**Exercise objective**
Verbatim, and with nothing else, reproduce the data below from its first line through the line containing "let img = image::open(path).map_err(|e|".

+ + +

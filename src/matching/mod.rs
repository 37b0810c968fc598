pub mod sweep;
pub mod template;

use std::path::Path;

use image::GrayImage;

/// Load a logo template image and convert it to grayscale.
///
/// A missing or undecodable template is a fatal precondition: no partial sweep
/// is attempted.
pub fn load_template(path: impl AsRef<Path>) -> crate::error::Result<GrayImage> {
    let path = path.as_ref();
    let img = image::open(path).map_err(|e| {
        crate::error::DelogoError::template(format!(
            "cannot load template image {}: {e}",
            path.display()
        ))
    })?;
    Ok(img.to_luma8())
}
// Removal executor and editor tests: true deletion, region covering, the
// cover fallback, and persistence guarantees.

use lopdf::content::Content;
use lopdf::{Document, Object, Stream, dictionary};
use pdf_delogo::extract::RasterRef;
use pdf_delogo::pdf::content_stream::BBox;
use pdf_delogo::pdf::editor::PdfEditor;
use pdf_delogo::pdf::reader::PdfReader;
use pdf_delogo::removal::{RemovalOutcome, RemovalTarget, execute_removal};

const LOGO_BYTES: &[u8] = &[0xFF, 0xD8, 0xFF, 0xE0, 0x01, 0x02, 0x03];

/// One-page document with a single image XObject named `Im1`, drawn once.
fn build_single_image_pdf() -> Document {
    let mut doc = Document::with_version("1.7");
    let pages_id = doc.new_object_id();

    let img_id = doc.add_object(Stream::new(
        dictionary! {
            "Type" => "XObject",
            "Subtype" => "Image",
            "Width" => 64,
            "Height" => 32,
            "ColorSpace" => "DeviceRGB",
            "BitsPerComponent" => 8,
            "Filter" => "DCTDecode",
        },
        LOGO_BYTES.to_vec(),
    ));

    let content = b"q\n100 0 0 50 40 600 cm\n/Im1 Do\nQ\n".to_vec();
    let contents_id = doc.add_object(Stream::new(dictionary! {}, content));
    let page_id = doc.add_object(dictionary! {
        "Type" => "Page",
        "Parent" => pages_id,
        "MediaBox" => vec![Object::Integer(0), Object::Integer(0), Object::Integer(612), Object::Integer(792)],
        "Contents" => contents_id,
        "Resources" => dictionary! {
            "XObject" => dictionary! { "Im1" => Object::Reference(img_id) },
        },
    });

    doc.objects.insert(
        pages_id,
        Object::Dictionary(dictionary! {
            "Type" => "Pages",
            "Kids" => vec![page_id.into()],
            "Count" => 1,
        }),
    );
    let catalog_id = doc.add_object(dictionary! {
        "Type" => "Catalog",
        "Pages" => pages_id,
    });
    doc.trailer.set("Root", catalog_id);
    doc
}

fn save_fixture(doc: &mut Document) -> tempfile::NamedTempFile {
    let temp = tempfile::NamedTempFile::new().unwrap();
    doc.save(temp.path()).unwrap();
    temp
}

fn content_operators(path: &std::path::Path, page_num: u32) -> Vec<String> {
    let reader = PdfReader::open(path).unwrap();
    let bytes = reader.page_content_stream(page_num).unwrap();
    Content::decode(&bytes)
        .unwrap()
        .operations
        .into_iter()
        .map(|op| op.operator)
        .collect()
}

// ============================================================
// 1. PdfEditor primitives
// ============================================================

#[test]
fn test_delete_image_removes_resource_and_draw_ops() {
    let mut doc = build_single_image_pdf();
    let source = save_fixture(&mut doc);
    let out_dir = tempfile::tempdir().unwrap();
    let out_path = out_dir.path().join("out.pdf");

    let mut editor = PdfEditor::open(source.path()).unwrap();
    editor.delete_image(1, "Im1").unwrap();
    editor.save(&out_path).unwrap();

    // The output page exposes no image XObjects and no Do invocations.
    let reader = PdfReader::open(&out_path).unwrap();
    assert!(reader.page_image_xobjects(1).unwrap().is_empty());
    drop(reader);
    assert!(!content_operators(&out_path, 1).iter().any(|op| op == "Do"));
}

#[test]
fn test_delete_image_unknown_name_fails() {
    let mut doc = build_single_image_pdf();
    let source = save_fixture(&mut doc);

    let mut editor = PdfEditor::open(source.path()).unwrap();
    assert!(editor.delete_image(1, "NoSuchImage").is_err());
}

#[test]
fn test_draw_cover_rect_appends_fill_above_content() {
    let mut doc = build_single_image_pdf();
    let source = save_fixture(&mut doc);
    let out_dir = tempfile::tempdir().unwrap();
    let out_path = out_dir.path().join("out.pdf");

    let bbox = BBox {
        x_min: 40.0,
        y_min: 600.0,
        x_max: 140.0,
        y_max: 650.0,
    };
    let mut editor = PdfEditor::open(source.path()).unwrap();
    editor.draw_cover_rect(1, &bbox).unwrap();
    editor.save(&out_path).unwrap();

    let ops = content_operators(&out_path, 1);
    // Original drawing is untouched; the rectangle fill comes after it.
    let do_pos = ops.iter().position(|op| op == "Do").expect("Do kept");
    let re_pos = ops.iter().position(|op| op == "re").expect("re appended");
    assert!(re_pos > do_pos, "cover is z-ordered above existing content");
    assert!(ops.iter().any(|op| op == "f"), "rectangle is filled");
}

#[test]
fn test_save_refuses_source_path() {
    let mut doc = build_single_image_pdf();
    let source = save_fixture(&mut doc);

    let mut editor = PdfEditor::open(source.path()).unwrap();
    assert!(editor.save(source.path()).is_err());
}

#[test]
fn test_source_file_is_never_mutated() {
    let mut doc = build_single_image_pdf();
    let source = save_fixture(&mut doc);
    let before = std::fs::read(source.path()).unwrap();

    let out_dir = tempfile::tempdir().unwrap();
    let out_path = out_dir.path().join("out.pdf");
    let mut editor = PdfEditor::open(source.path()).unwrap();
    editor.delete_image(1, "Im1").unwrap();
    editor.save(&out_path).unwrap();

    let after = std::fs::read(source.path()).unwrap();
    assert_eq!(before, after, "source bytes are untouched");
    assert!(out_path.exists());
}

// ============================================================
// 2. Removal executor
// ============================================================

#[test]
fn test_execute_removal_deletes_exact_object() {
    let mut doc = build_single_image_pdf();
    let source = save_fixture(&mut doc);
    let mut editor = PdfEditor::open(source.path()).unwrap();

    let targets = vec![RemovalTarget::ExactObject {
        raster: RasterRef {
            page_index: 0,
            name: "Im1".to_string(),
            object_id: None,
        },
        bbox: None,
    }];
    let summary = execute_removal(&mut editor, &targets);

    assert_eq!(summary.requested, 1);
    assert_eq!(summary.removed, 1);
    assert_eq!(summary.pages_touched, 1);
    assert_eq!(summary.outcomes, vec![(0, RemovalOutcome::Deleted)]);
    assert_eq!(summary.report(), "removed 1/1 targets");
}

#[test]
fn test_execute_removal_falls_back_to_cover() {
    let mut doc = build_single_image_pdf();
    let source = save_fixture(&mut doc);
    let mut editor = PdfEditor::open(source.path()).unwrap();

    // Deletion of a missing name fails; the known region is covered instead.
    let targets = vec![RemovalTarget::ExactObject {
        raster: RasterRef {
            page_index: 0,
            name: "Missing".to_string(),
            object_id: None,
        },
        bbox: Some(BBox {
            x_min: 40.0,
            y_min: 600.0,
            x_max: 140.0,
            y_max: 650.0,
        }),
    }];
    let summary = execute_removal(&mut editor, &targets);

    assert_eq!(summary.outcomes, vec![(0, RemovalOutcome::CoveredFallback)]);
    assert_eq!(summary.removed, 1);
}

#[test]
fn test_execute_removal_failed_target_does_not_abort_run() {
    let mut doc = build_single_image_pdf();
    let source = save_fixture(&mut doc);
    let out_dir = tempfile::tempdir().unwrap();
    let out_path = out_dir.path().join("out.pdf");
    let mut editor = PdfEditor::open(source.path()).unwrap();

    // A failing target (no such object, no bbox to cover) followed by a
    // succeeding one on the same page.
    let targets = vec![
        RemovalTarget::ExactObject {
            raster: RasterRef {
                page_index: 0,
                name: "Missing".to_string(),
                object_id: None,
            },
            bbox: None,
        },
        RemovalTarget::ExactObject {
            raster: RasterRef {
                page_index: 0,
                name: "Im1".to_string(),
                object_id: None,
            },
            bbox: None,
        },
    ];
    let summary = execute_removal(&mut editor, &targets);
    editor.save(&out_path).unwrap();

    assert_eq!(summary.requested, 2);
    assert_eq!(summary.removed, 1);
    assert_eq!(summary.pages_touched, 1);
    assert_eq!(
        summary.outcomes,
        vec![(0, RemovalOutcome::Failed), (0, RemovalOutcome::Deleted)]
    );
    assert!(out_path.exists(), "output is still produced");
}

#[test]
fn test_execute_removal_region_cover() {
    let mut doc = build_single_image_pdf();
    let source = save_fixture(&mut doc);
    let out_dir = tempfile::tempdir().unwrap();
    let out_path = out_dir.path().join("out.pdf");
    let mut editor = PdfEditor::open(source.path()).unwrap();

    let targets = vec![RemovalTarget::RegionCover {
        page_index: 0,
        bbox: BBox {
            x_min: 10.0,
            y_min: 20.0,
            x_max: 110.0,
            y_max: 70.0,
        },
    }];
    let summary = execute_removal(&mut editor, &targets);
    editor.save(&out_path).unwrap();

    assert_eq!(summary.outcomes, vec![(0, RemovalOutcome::Covered)]);

    // Covering keeps the image; the fill is painted above it.
    let reader = PdfReader::open(&out_path).unwrap();
    assert_eq!(reader.page_image_xobjects(1).unwrap().len(), 1);
}

#[test]
fn test_execute_removal_empty_target_list() {
    let mut doc = build_single_image_pdf();
    let source = save_fixture(&mut doc);
    let mut editor = PdfEditor::open(source.path()).unwrap();

    let summary = execute_removal(&mut editor, &[]);
    assert_eq!(summary.requested, 0);
    assert_eq!(summary.removed, 0);
    assert_eq!(summary.pages_touched, 0);
    assert!(summary.outcomes.is_empty());
}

+ + +

**Your response**
filename src/matching/mod.rs
repository 37b0810c968fc598
pub mod sweep;
pub mod template;

use std::path::Path;

use image::GrayImage;

/// Load a logo template image and convert it to grayscale.
///
/// A missing or undecodable template is a fatal precondition: no partial sweep
/// is attempted.
pub fn load_template(path: impl AsRef<Path>) -> crate::error::Result<GrayImage> {
    let path = path.as_ref();
    let img = image::open(path).map_err(|e| {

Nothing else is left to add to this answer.